Germany: First Nationwide Minimum Wage Did Not Lead to Job Losses, London School of Economics Finds

Freitag, 27. Juli 2018

By Andrea Barbara Schuessler

Germany's first nationwide minimum wage, introduced by Chancellor Angela Merkel’s government in 2015, did not lead to job losses, new research from the London School of Economics and Political Science released June 26 shows.

"The fact that we observe policy-enforced increases in wages without job losses implies that workers were paid below their marginal product,” Gabriel Ahlfeldt, associate professor of urban economics and land development at the LSE, said June 26. "This is not consistent with the standard labor economics model and suggests that employers could afford paying higher wages to low-wage earners."

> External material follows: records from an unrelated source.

//! In-memory task registry.
//!
//! The registry owns every task for the process lifetime together with the
//! active/total counters. All mutations go through one lock, and each committed
//! change is published while that lock is held, so subscribers observe a
//! task's updates in the order they were applied.

use std::collections::HashMap;
use std::sync::Arc;

use taskdeck_core::error::{Result, TaskdeckError};
use taskdeck_core::event::DashboardEvent;
use taskdeck_core::intent::Intent;
use taskdeck_core::status::SystemStatus;
use taskdeck_core::task::{Task, TaskStatus};
use tokio::sync::Mutex;

use crate::broadcaster::{Broadcaster, Subscription};

/// Task counters kept in lockstep with the task list.
#[derive(Debug, Clone, Copy, PartialEq, Eq, Default)]
pub struct TaskCounts {
    /// Tasks currently in `Running`.
    pub active: usize,
    /// Tasks ever created.
    pub total: u64,
}

#[derive(Default)]
struct RegistryState {
    tasks: Vec<Task>,
    index: HashMap<String, usize>,
    counts: TaskCounts,
}

impl RegistryState {
    fn get_mut(&mut self, task_id: &str) -> Result<&mut Task> {
        let position = *self
            .index
            .get(task_id)
            .ok_or_else(|| TaskdeckError::not_found("task", task_id))?;
        Ok(&mut self.tasks[position])
    }

    fn apply_transition(&mut self, task_id: &str, next: TaskStatus) -> Result<Task> {
        let task = self.get_mut(task_id)?;
        let previous = task.status;
        task.transition(next)?;
        let updated = task.clone();

        if previous == TaskStatus::Running {
            self.counts.active -= 1;
        }
        if next == TaskStatus::Running {
            self.counts.active += 1;
        }
        Ok(updated)
    }

    fn fill_counts(&self, status: &mut SystemStatus) {
        status.performance.active_tasks = self.counts.active;
        status.performance.total_tasks = self.counts.total;
    }
}

/// Insertion-ordered store of tasks.
pub struct TaskRegistry {
    state: Mutex<RegistryState>,
    broadcaster: Arc<Broadcaster>,
}

impl TaskRegistry {
    pub fn new(broadcaster: Arc<Broadcaster>) -> Self {
        Self {
            state: Mutex::new(RegistryState::default()),
            broadcaster,
        }
    }

    /// Registers a new pending task and announces it.
    pub async fn create(
        &self,
        command: &str,
        parsed_command: Intent,
        user_id: &str,
        priority: u8,
    ) -> Task {
        let task = Task::new(command, parsed_command, user_id, priority);

        let mut state = self.state.lock().await;
        let position = state.tasks.len();
        state.index.insert(task.task_id.clone(), position);
        state.tasks.push(task.clone());
        state.counts.total += 1;
        self.broadcaster
            .publish(DashboardEvent::TaskUpdate(task.clone()));

        tracing::debug!(task_id = %task.task_id, total = state.counts.total, "task registered");
        task
    }

    pub async fn get(&self, task_id: &str) -> Result<Task> {
        let mut state = self.state.lock().await;
        state.get_mut(task_id).map(|task| task.clone())
    }

    /// All tasks in creation order.
    pub async fn list(&self) -> Vec<Task> {
        self.state.lock().await.tasks.clone()
    }

    pub async fn len(&self) -> usize {
        self.state.lock().await.tasks.len()
    }

    pub async fn is_empty(&self) -> bool {
        self.len().await == 0
    }

    pub async fn counts(&self) -> TaskCounts {
        self.state.lock().await.counts
    }

    /// Task list and counters read under one lock.
    pub async fn snapshot(&self) -> (Vec<Task>, TaskCounts) {
        let state = self.state.lock().await;
        (state.tasks.clone(), state.counts)
    }

    /// Fills the task counters of `status` and broadcasts it.
    ///
    /// Counting and publishing share the registry lock, so a status event is
    /// never ordered before a task change its counters already include.
    pub async fn publish_status(&self, mut status: SystemStatus) -> SystemStatus {
        let state = self.state.lock().await;
        state.fill_counts(&mut status);
        self.broadcaster
            .publish(DashboardEvent::SystemStatus(status.clone()));
        status
    }

    /// Applies `mutator` to a task atomically and publishes the result if it
    /// changed anything. Status changes must go through [`Self::transition`];
    /// a mutator that alters the status is rejected and nothing is committed.
    pub async fn update<F>(&self, task_id: &str, mutator: F) -> Result<Task>
    where
        F: FnOnce(&mut Task),
    {
        let mut state = self.state.lock().await;
        let task = state.get_mut(task_id)?;

        let mut candidate = task.clone();
        mutator(&mut candidate);
        if candidate.status != task.status || candidate.task_id != task.task_id {
            return Err(TaskdeckError::invalid_state(
                "task",
                task_id,
                "status and identity can only change through a transition",
            ));
        }
        if candidate == *task {
            return Ok(candidate);
        }

        *task = candidate.clone();
        self.broadcaster
            .publish(DashboardEvent::TaskUpdate(candidate.clone()));
        Ok(candidate)
    }

    /// Moves a task along its lifecycle and publishes the new state.
    ///
    /// Fails with `NotFound` for unknown ids and `InvalidState` when the
    /// lifecycle forbids the move; neither case changes anything.
    pub async fn transition(&self, task_id: &str, next: TaskStatus) -> Result<Task> {
        self.transition_with(task_id, next, |_| {}).await
    }

    /// Like [`Self::transition`], then applies `decorate` (e.g. to record a
    /// failure reason) before the update is published.
    pub async fn transition_with<F>(
        &self,
        task_id: &str,
        next: TaskStatus,
        decorate: F,
    ) -> Result<Task>
    where
        F: FnOnce(&mut Task),
    {
        let mut state = self.state.lock().await;
        state.apply_transition(task_id, next)?;

        let task = state.get_mut(task_id)?;
        decorate(task);
        let updated = task.clone();

        self.broadcaster
            .publish(DashboardEvent::TaskUpdate(updated.clone()));
        tracing::debug!(
            task_id = %task_id,
            status = %next,
            active = state.counts.active,
            "task transitioned"
        );
        Ok(updated)
    }

    /// Cancels every pending or running task in one critical section and
    /// returns the cancelled tasks.
    pub async fn cancel_all(&self) -> Vec<Task> {
        let mut state = self.state.lock().await;
        let targets: Vec<String> = state
            .tasks
            .iter()
            .filter(|task| !task.status.is_terminal())
            .map(|task| task.task_id.clone())
            .collect();

        let mut cancelled = Vec::with_capacity(targets.len());
        for task_id in targets {
            match state.apply_transition(&task_id, TaskStatus::Cancelled) {
                Ok(task) => {
                    self.broadcaster
                        .publish(DashboardEvent::TaskUpdate(task.clone()));
                    cancelled.push(task);
                }
                Err(e) => tracing::warn!(task_id = %task_id, error = %e, "bulk cancel skipped task"),
            }
        }
        cancelled
    }

    /// Registers a subscriber primed with `status` and the current task list.
    ///
    /// The snapshot is taken under the registry lock, so the subscriber sees
    /// every later task update and none that the snapshot already includes.
    pub async fn subscribe(&self, mut status: SystemStatus) -> Subscription {
        let state = self.state.lock().await;
        state.fill_counts(&mut status);

        self.broadcaster.subscribe(vec![
            DashboardEvent::SystemStatus(status),
            DashboardEvent::TasksUpdate {
                tasks: state.tasks.clone(),
            },
        ])
    }
}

"Overall, the policy, so far, appears to have led to some reduction in inequalities across individuals and regions," Ahlfeldt added. "It does not seem to have caused unemployment or outmigration in the economically weaker regions in the east, a fear that might explain why Germany was a late adopter of such a policy."

The fact that companies were able to balance the higher labor costs without redundancies suggests workers’ wages were previously below market rates, the researchers said.

"German regions have vastly differing levels of productivity and salary - for example, workers in Bavaria in Germany's southwest typically enjoy higher average wages than workers in the Mecklenburg, which neighbors Poland in Germany’s northeast,” the LSE said June 26. "The minimum wage policy therefore had a greater impact on pay in Germany's poorer regions, where many workers earn less than the 48 percent of the median salary, and a relatively smaller effect on wages in the richer areas, where fewer workers earn less than the minimum."

The LSE survey, published as a Centre for Economic Policy Research discussion paper, is the first of its kind to study the wider implications of Germany’s minimum wage policy on pay and regional migration, the LSE said June 26.